From the August employment numbers released by the US government, it can be inferred that the economy has not done well, with only 142,000 jobs created outside agriculture with the figures likely falling below 100k in the months ahead. However, there was a slight fall in the unemployment rate as it dropped to 4.22 percent from 4.25 percent but experts believe that such rates could go above 4.5 percent. There is a level of hiring restraint as layoffs are minimal which could allude to potential layoffs in the near future as hiring would show notable drops. As this transition takes place, there is also an increase in people working part-time for economic reasons as well as job losses in the manufacturing and retail sectors which give a picture of economic recession coming up.
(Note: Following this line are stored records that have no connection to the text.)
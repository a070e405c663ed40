//! Status and role enums shared with the external API.
//!
//! The API is the source of truth for these values. Unknown strings are kept
//! as `Other` rather than failing deserialization, so a new status on the
//! server never breaks order history.

use core::fmt;

use serde::{Deserialize, Serialize};

/// Order lifecycle status as reported by the order service.
#[derive(Debug, Clone, PartialEq, Eq, Hash, Serialize, Deserialize, Default)]
#[serde(rename_all = "lowercase")]
pub enum OrderStatus {
    #[default]
    Pending,
    Processing,
    Shipped,
    Delivered,
    Cancelled,
    #[serde(other)]
    Other,
}

impl fmt::Display for OrderStatus {
    fn fmt(&self, f: &mut fmt::Formatter<'_>) -> fmt::Result {
        let label = match self {
            Self::Pending => "Pending",
            Self::Processing => "Processing",
            Self::Shipped => "Shipped",
            Self::Delivered => "Delivered",
            Self::Cancelled => "Cancelled",
            Self::Other => "Unknown",
        };
        f.write_str(label)
    }
}

/// Role attached to a storefront user account.
#[derive(Debug, Clone, Copy, PartialEq, Eq, Hash, Serialize, Deserialize, Default)]
#[serde(rename_all = "lowercase")]
pub enum UserRole {
    #[default]
    User,
    Admin,
    #[serde(other)]
    Other,
}

/// Payment method identifier as it appears on orders.
///
/// This is the wire-level tag only; the checkout flow's `PaymentSelection`
/// carries the method-specific fields.
#[derive(Debug, Clone, Copy, PartialEq, Eq, Hash, Serialize, Deserialize)]
pub enum PaymentMethod {
    #[serde(rename = "creditCard")]
    CreditCard,
    #[serde(rename = "paypal")]
    PayPal,
    #[serde(rename = "mpesa")]
    Mpesa,
    #[serde(rename = "cod")]
    CashOnDelivery,
}

impl PaymentMethod {
    /// Every method, in the order the payment step lists them.
    pub const ALL: [Self; 4] = [
        Self::CreditCard,
        Self::PayPal,
        Self::Mpesa,
        Self::CashOnDelivery,
    ];

    /// The identifier used by the order service.
    #[must_use]
    pub const fn as_str(&self) -> &'static str {
        match self {
            Self::CreditCard => "creditCard",
            Self::PayPal => "paypal",
            Self::Mpesa => "mpesa",
            Self::CashOnDelivery => "cod",
        }
    }

    /// Human readable label.
    #[must_use]
    pub const fn label(&self) -> &'static str {
        match self {
            Self::CreditCard => "Credit Card",
            Self::PayPal => "PayPal",
            Self::Mpesa => "M-Pesa",
            Self::CashOnDelivery => "Cash on Delivery",
        }
    }
}

impl fmt::Display for PaymentMethod {
    fn fmt(&self, f: &mut fmt::Formatter<'_>) -> fmt::Result {
        f.write_str(self.label())
    }
}

impl std::str::FromStr for PaymentMethod {
    type Err = String;

    fn from_str(s: &str) -> Result<Self, Self::Err> {
        Self::ALL
            .into_iter()
            .find(|method| method.as_str().eq_ignore_ascii_case(s))
            .ok_or_else(|| {
                format!("unknown payment method '{s}' (expected creditCard, paypal, mpesa or cod)")
            })
    }
}

#[cfg(test)]
#[allow(clippy::unwrap_used)]
mod tests {
    use super::*;

    #[test]
    fn unknown_statuses_are_preserved_as_other() {
        let status: OrderStatus = serde_json::from_str("\"awaiting-courier\"").unwrap();
        assert_eq!(status, OrderStatus::Other);
        let shipped: OrderStatus = serde_json::from_str("\"shipped\"").unwrap();
        assert_eq!(shipped, OrderStatus::Shipped);
    }

    #[test]
    fn roles_deserialize() {
        let admin: UserRole = serde_json::from_str("\"admin\"").unwrap();
        assert_eq!(admin, UserRole::Admin);
        let odd: UserRole = serde_json::from_str("\"editor\"").unwrap();
        assert_eq!(odd, UserRole::Other);
    }

    #[test]
    fn payment_method_wire_names() {
        for method in PaymentMethod::ALL {
            let json = serde_json::to_string(&method).unwrap();
            assert_eq!(json, format!("\"{}\"", method.as_str()));
            assert_eq!(method.as_str().parse::<PaymentMethod>().unwrap(), method);
        }
        assert!("bitcoin".parse::<PaymentMethod>().is_err());
        assert_eq!("COD".parse::<PaymentMethod>().unwrap(), PaymentMethod::CashOnDelivery);
    }
}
It is clear that the current concerns are justified and the Federal Reserve (Fed) is ready to lower FFR by 25 bpsiiat its next week meeting and if more easing measures are required in future then it would do so depending on the economic scenario. Regarding rate cuts, Waller and Goolsbee agreed that in the absence of a deep bear market prospect a mild cut is in the pipeline. This strategy is specifically referred to as the first wave of measures aimed at changing the situation in terms of the slow momentum shifts triggered by the rigid monetary policies other than growth challenges facing the economy for years now.
Recession Signals Debate
The labor market’s lack of deterioration as reflected in the stable unemployment figures and the job creation level does not go well with the many analysts’ outlook arguing that the recessions are around the corner. Trends in past economic cycles revealed that layoffs and employment numbers are often trailing behind the economic activity as has been observed in recessions of 2007–2008 and 1973–1975.
The same can be said about the outlook for two-‐ year inflationary expectations, The 2‐year Treasury Indexed Securities Inflation Breakeven Rate is at 1.5%. This trajectory allows the FED’s agenda on the forthcoming cuts, estimated at 100 basis points by the early 2025, aimed at counteracting passive monetary tightening of the latest months.
While these programs are ongoing, other variables such as political uncertainties in the EU, especially France are completely different from the situation in the US. Recent political events in France such as the fight over the “de-Lepenization” of President Macron’s policies have triggered extreme scenes of anger in the population and asked for a “Brexit”. The combination of political decay with conflicting arguments about spending policy clearly demonstrates the degree of complexity that poses a threat to political and economic order around the world.